Top of EXERCISE DATA

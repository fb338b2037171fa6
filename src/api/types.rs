//! Shared types for the chat API layer.

use std::sync::Arc;

use crate::assistant::Assistant;

/// Shared context for all API routes: one assistant serves every
/// connection and session.
#[derive(Clone)]
pub struct ApiContext {
    pub assistant: Arc<Assistant>,
}

impl ApiContext {
    pub fn new(assistant: Arc<Assistant>) -> Self {
        Self { assistant }
    }
}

Bottom of EXERCISE DATA

▶ [AIM OF THE TASK] Write each entry out again. Do not change a word.

▶ [WRITTEN RESPONSE]
repository fb338b2037171fa6
filename src/api/types.rs
//! Shared types for the chat API layer.

use std::sync::Arc;

use crate::assistant::Assistant;

/// Shared context for all API routes: one assistant serves every
/// connection and session.
#[derive(Clone)]
pub struct ApiContext {
    pub assistant: Arc<Assistant>,
}

impl ApiContext {
    pub fn new(assistant: Arc<Assistant>) -> Self {
        Self { assistant }
    }
}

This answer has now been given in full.